Shares of the Japanese automobile major Mitsubishi Motors have plunged to a 21-month low after the company announced plans to withdraw about 1.2 million cars in Japan due to faulty engine oil seals.
The recall, which will cover eight models including the Minica Minicar and the Townbox is expected to set the company back by about 7.5bn yen ($89m; £54m). In a statement the company said that the losses are yet to be reflected in its 2012/13 forecasts.
Mitusbishi shares fell as much as 11 percent in Tokyo.
This is not the first time that Mitsubishi has had to deal with engine oil seal problems. Since 2010 the carmaker has withdrawn 1.76 million vehicles, the most recent in March 2012.
The issue had even prompted the Japanese authorities warn the carmaker on its lack of action.
In a statement, Japan's transport ministry said, "The ministry warned the company on having been passive in its handling of the recalls, for having made inappropriate decisions, for providing the ministry with inappropriate explanation, for being insufficient in clarifying the causes of the recall".
The ministry is planning to initiate on-site checks and has asked for a report on the measures taken to rectify the issue which is to be submitted by March.
The particular technical glitch has not caused any accidents so far. The engine oil seals are meant to block the oil from leaking. The fault could make the seal slip, which at the most may bring the engine to a stop.
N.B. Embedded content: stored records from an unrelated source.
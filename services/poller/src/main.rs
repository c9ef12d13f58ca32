// poller: Polls a fleet of IEC 62056-21 meters over TCP and ships parsed
// records to the configured sink.

use clap::Parser;
use std::path::PathBuf;
use std::sync::Arc;
use tracing::{error, info};
use tracing_subscriber::fmt::writer::{BoxMakeWriter, MakeWriterExt};
use tracing_subscriber::layer::SubscriberExt;
use tracing_subscriber::util::SubscriberInitExt;

use poller::config::{self, PollerConfig};
use poller::supervisor::{self, SeverityReload, Supervisor};

/// Meter-fleet poller.
#[derive(Debug, Parser)]
#[command(name = "poller", version)]
struct Cli {
    /// Path to the configuration file.
    #[arg(default_value = config::DEFAULT_CONFIG_PATH)]
    config: PathBuf,
}

#[tokio::main]
async fn main() {
    let cli = Cli::parse();

    // Config comes first: logging is configured from it.
    let cfg = match config::load_config_from_path(&cli.config) {
        Ok(cfg) => cfg,
        Err(e) => {
            eprintln!("FATAL: failed to load config: {}", e);
            std::process::exit(1);
        }
    };

    let reload = match init_tracing(&cfg) {
        Ok(reload) => reload,
        Err(e) => {
            eprintln!("FATAL: failed to initialize logging: {}", e);
            std::process::exit(1);
        }
    };

    info!(
        version = env!("CARGO_PKG_VERSION"),
        config = %cli.config.display(),
        "poller starting"
    );

    let supervisor = Supervisor::new(&cli.config, cfg, Some(reload));
    match supervisor.run().await {
        Ok(()) => {
            // Normal shutdown on interrupt.
            std::process::exit(0);
        }
        Err(e) => {
            error!(error = %e, "fatal initialization failure");
            std::process::exit(1);
        }
    }
}

/// Stdout and/or logfile writers per `[DEFAULT]`, with a reloadable
/// severity filter.
fn init_tracing(cfg: &PollerConfig) -> Result<SeverityReload, std::io::Error> {
    let filter = supervisor::severity_filter(&cfg.default.severity);
    let (filter, reload) = tracing_subscriber::reload::Layer::new(filter);

    let writer = match (&cfg.default.logfile, cfg.default.log_stdout) {
        (Some(path), true) => {
            let file = open_logfile(path)?;
            BoxMakeWriter::new(std::io::stdout.and(Arc::new(file)))
        }
        (Some(path), false) => {
            let file = open_logfile(path)?;
            BoxMakeWriter::new(Arc::new(file))
        }
        (None, _) => BoxMakeWriter::new(std::io::stdout),
    };

    tracing_subscriber::registry()
        .with(filter)
        .with(
            tracing_subscriber::fmt::layer()
                .with_writer(writer)
                .with_ansi(false),
        )
        .init();
    Ok(reload)
}

fn open_logfile(path: &str) -> Result<std::fs::File, std::io::Error> {
    if let Some(parent) = std::path::Path::new(path).parent() {
        std::fs::create_dir_all(parent)?;
    }
    std::fs::OpenOptions::new().create(true).append(true).open(path)
}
In a press conference, Mitsubishi Motors' general manager for quality Koji Yokomaku, said that the carmaker decided not to opt for broader action after the first recall as there were no safety problems. The company has also clarified that vehicles outside Japan are not affected by the issue.
"Recalls are quite common in the automotive industry," Ashvin Chotai, managing director of Intelligence Automotive Asia in London told Bloomberg.
"The difference between this one and the others is that Mitsubishi has failed repeatedly to deal with the issue. But because the recall problems are so common, as long as they fix it relatively quickly, they still have a chance."